The reply must reproduce each line below exactly.

---- EXERCISE DATA

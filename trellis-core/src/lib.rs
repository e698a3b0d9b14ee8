//! # trellis-core
//!
//! Core model and dispatch engine for the Trellis method-dispatch composer.
//!
//! This crate has minimal dependencies and can be used without the
//! `#[interface]` macro by describing interfaces by hand.
//!
//! # Overview
//!
//! A [`MethodDispatcher`] builds a single [`Composite`] object implementing a
//! set of interfaces, whose methods are individually routed to different
//! backing instances, with a fallback instance for everything not routed.
//!
//! - **Interfaces** ([`Interface`], [`InterfaceDescriptor`]): trait object
//!   types with their methods and super-interfaces described up front.
//! - **Signatures** ([`Signature`]): a method's name and parameter types.
//!   Routing is keyed on signatures, never on the declaring interface, so a
//!   method inherited through several interfaces resolves to one rule.
//! - **Targets** ([`Target`]): instances together with the interfaces they
//!   implement.
//! - **Policies** ([`ResultPolicy`]): what a routed call hands back.
//!
//! # Error Types
//!
//! - [`TrellisError`] - Top-level error type
//! - [`BuildError`] - Invalid routing tables
//! - [`DispatchError`] - Failed calls on a composite

#![deny(clippy::wildcard_imports)]
#![warn(missing_docs)]

mod composite;
mod dispatcher;
mod error;
mod interface;
mod policy;
mod signature;
mod target;
mod value;

#[cfg(test)]
mod fixtures;

// Re-exports
pub use composite::Composite;
pub use dispatcher::{MethodDispatcher, RoutingRule};
pub use error::{ArgumentError, BuildError, DispatchError, InvokeError, TrellisError};
pub use interface::{
    DefaultBody, Interface, InterfaceBuilder, InterfaceDescriptor, Invoker, MethodBuilder,
    MethodDescriptor, MethodFlags, Owner, Upcast,
};
pub use policy::{FixedValue, ResultPolicy};
pub use signature::{Signature, TypeKey};
pub use target::{Capabilities, Target, TargetBuilder};
pub use value::{Args, Outcome, Value};
//! # trellis - Method-Dispatch Composer
//!
//! `trellis` builds a single object implementing an arbitrary set of
//! interfaces, whose methods are individually routed to different backing
//! instances, with a fallback instance for anything not routed.
//!
//! Routing is keyed on a method's *structural* signature (name and parameter
//! types), so a method reachable through several interfaces resolves to one
//! rule.
//!
//! ## Quick Start
//!
//! ```rust,ignore
//! use trellis::{MethodDispatcher, Target, interface};
//!
//! #[interface]
//! pub trait Greeter {
//!     fn greet(&self, whom: String) -> String;
//! }
//!
//! #[interface]
//! pub trait Sink {
//!     fn accept(&self, value: i32);
//! }
//!
//! #[interface]
//! pub trait Console: Greeter + Sink {}
//!
//! let composite = MethodDispatcher::new()
//!     .redirect::<dyn Greeter>(Target::new(English).implementing::<dyn Greeter>())
//!     .fallback_on(Target::new(Stdout).implementing::<dyn Sink>())
//!     .build::<dyn Console>()?;
//!
//! let console = composite.view::<dyn Console>()?;
//! console.greet("world".into()); // answered by `English`
//! console.accept(5);             // answered by `Stdout`
//! ```
//!
//! ## Features
//!
//! - `macros` (default): the `#[interface]` attribute macro.
//! - `tracing`: log registration, builds and dispatch decisions with `tracing`.

#![deny(clippy::wildcard_imports)]
#![warn(missing_docs)]

// Interfaces
pub use trellis_core::{
    DefaultBody, Interface, InterfaceBuilder, InterfaceDescriptor, Invoker, MethodBuilder,
    MethodDescriptor, MethodFlags, Owner, Signature, TypeKey, Upcast,
};

// Targets and values
pub use trellis_core::{Args, Capabilities, Outcome, Target, TargetBuilder, Value};

// Dispatch
pub use trellis_core::{Composite, FixedValue, MethodDispatcher, ResultPolicy, RoutingRule};

// Errors
pub use trellis_core::{ArgumentError, BuildError, DispatchError, InvokeError, TrellisError};

pub mod testing;

/// Prelude module - common imports for Trellis.
///
/// # Usage
///
/// ```rust,ignore
/// use trellis::prelude::*;
/// ```
pub mod prelude {
    pub use crate::{
        BuildError, Composite, DispatchError, Interface, MethodDispatcher, ResultPolicy, Target,
        TrellisError,
    };

    #[cfg(feature = "macros")]
    pub use crate::interface;
}

#[cfg(feature = "macros")]
pub use trellis_macros::interface;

--------

* **EXPECTED ANSWER**
filename trellis-core/src/lib.rs
repository e698a3b0d9b14ee8
//! # trellis-core
//!
//! Core model and dispatch engine for the Trellis method-dispatch composer.
//!
//! This crate has minimal dependencies and can be used without the
//! `#[interface]` macro by describing interfaces by hand.
//!
//! # Overview
//!
//! A [`MethodDispatcher`] builds a single [`Composite`] object implementing a
//! set of interfaces, whose methods are individually routed to different
//! backing instances, with a fallback instance for everything not routed.
//!
//! - **Interfaces** ([`Interface`], [`InterfaceDescriptor`]): trait object
//!   types with their methods and super-interfaces described up front.
//! - **Signatures** ([`Signature`]): a method's name and parameter types.
//!   Routing is keyed on signatures, never on the declaring interface, so a
//!   method inherited through several interfaces resolves to one rule.
//! - **Targets** ([`Target`]): instances together with the interfaces they
//!   implement.
//! - **Policies** ([`ResultPolicy`]): what a routed call hands back.
//!
//! # Error Types
//!
//! - [`TrellisError`] - Top-level error type
//! - [`BuildError`] - Invalid routing tables
//! - [`DispatchError`] - Failed calls on a composite

#![deny(clippy::wildcard_imports)]
#![warn(missing_docs)]

mod composite;
mod dispatcher;
mod error;
mod interface;
mod policy;
mod signature;
mod target;
mod value;

#[cfg(test)]
mod fixtures;

// Re-exports
pub use composite::Composite;
pub use dispatcher::{MethodDispatcher, RoutingRule};
pub use error::{ArgumentError, BuildError, DispatchError, InvokeError, TrellisError};
pub use interface::{
    DefaultBody, Interface, InterfaceBuilder, InterfaceDescriptor, Invoker, MethodBuilder,
    MethodDescriptor, MethodFlags, Owner, Upcast,
};
pub use policy::{FixedValue, ResultPolicy};
pub use signature::{Signature, TypeKey};
pub use target::{Capabilities, Target, TargetBuilder};
pub use value::{Args, Outcome, Value};
//! # trellis - Method-Dispatch Composer
//!
//! `trellis` builds a single object implementing an arbitrary set of
//! interfaces, whose methods are individually routed to different backing
//! instances, with a fallback instance for anything not routed.
//!
//! Routing is keyed on a method's *structural* signature (name and parameter
//! types), so a method reachable through several interfaces resolves to one
//! rule.
//!
//! ## Quick Start
//!
//! ```rust,ignore
//! use trellis::{MethodDispatcher, Target, interface};
//!
//! #[interface]
//! pub trait Greeter {
//!     fn greet(&self, whom: String) -> String;
//! }
//!
//! #[interface]
//! pub trait Sink {
//!     fn accept(&self, value: i32);
//! }
//!
//! #[interface]
//! pub trait Console: Greeter + Sink {}
//!
//! let composite = MethodDispatcher::new()
//!     .redirect::<dyn Greeter>(Target::new(English).implementing::<dyn Greeter>())
//!     .fallback_on(Target::new(Stdout).implementing::<dyn Sink>())
//!     .build::<dyn Console>()?;
//!
//! let console = composite.view::<dyn Console>()?;
//! console.greet("world".into()); // answered by `English`
//! console.accept(5);             // answered by `Stdout`
//! ```
//!
//! ## Features
//!
//! - `macros` (default): the `#[interface]` attribute macro.
//! - `tracing`: log registration, builds and dispatch decisions with `tracing`.

#![deny(clippy::wildcard_imports)]
#![warn(missing_docs)]

// Interfaces
pub use trellis_core::{
    DefaultBody, Interface, InterfaceBuilder, InterfaceDescriptor, Invoker, MethodBuilder,
    MethodDescriptor, MethodFlags, Owner, Signature, TypeKey, Upcast,
};

// Targets and values
pub use trellis_core::{Args, Capabilities, Outcome, Target, TargetBuilder, Value};

// Dispatch
pub use trellis_core::{Composite, FixedValue, MethodDispatcher, ResultPolicy, RoutingRule};

// Errors
pub use trellis_core::{ArgumentError, BuildError, DispatchError, InvokeError, TrellisError};

pub mod testing;

/// Prelude module - common imports for Trellis.
///
/// # Usage
///
/// ```rust,ignore
/// use trellis::prelude::*;
/// ```
pub mod prelude {
    pub use crate::{
        BuildError, Composite, DispatchError, Interface, MethodDispatcher, ResultPolicy, Target,
        TrellisError,
    };

    #[cfg(feature = "macros")]
    pub use crate::interface;
}

#[cfg(feature = "macros")]
pub use trellis_macros::interface;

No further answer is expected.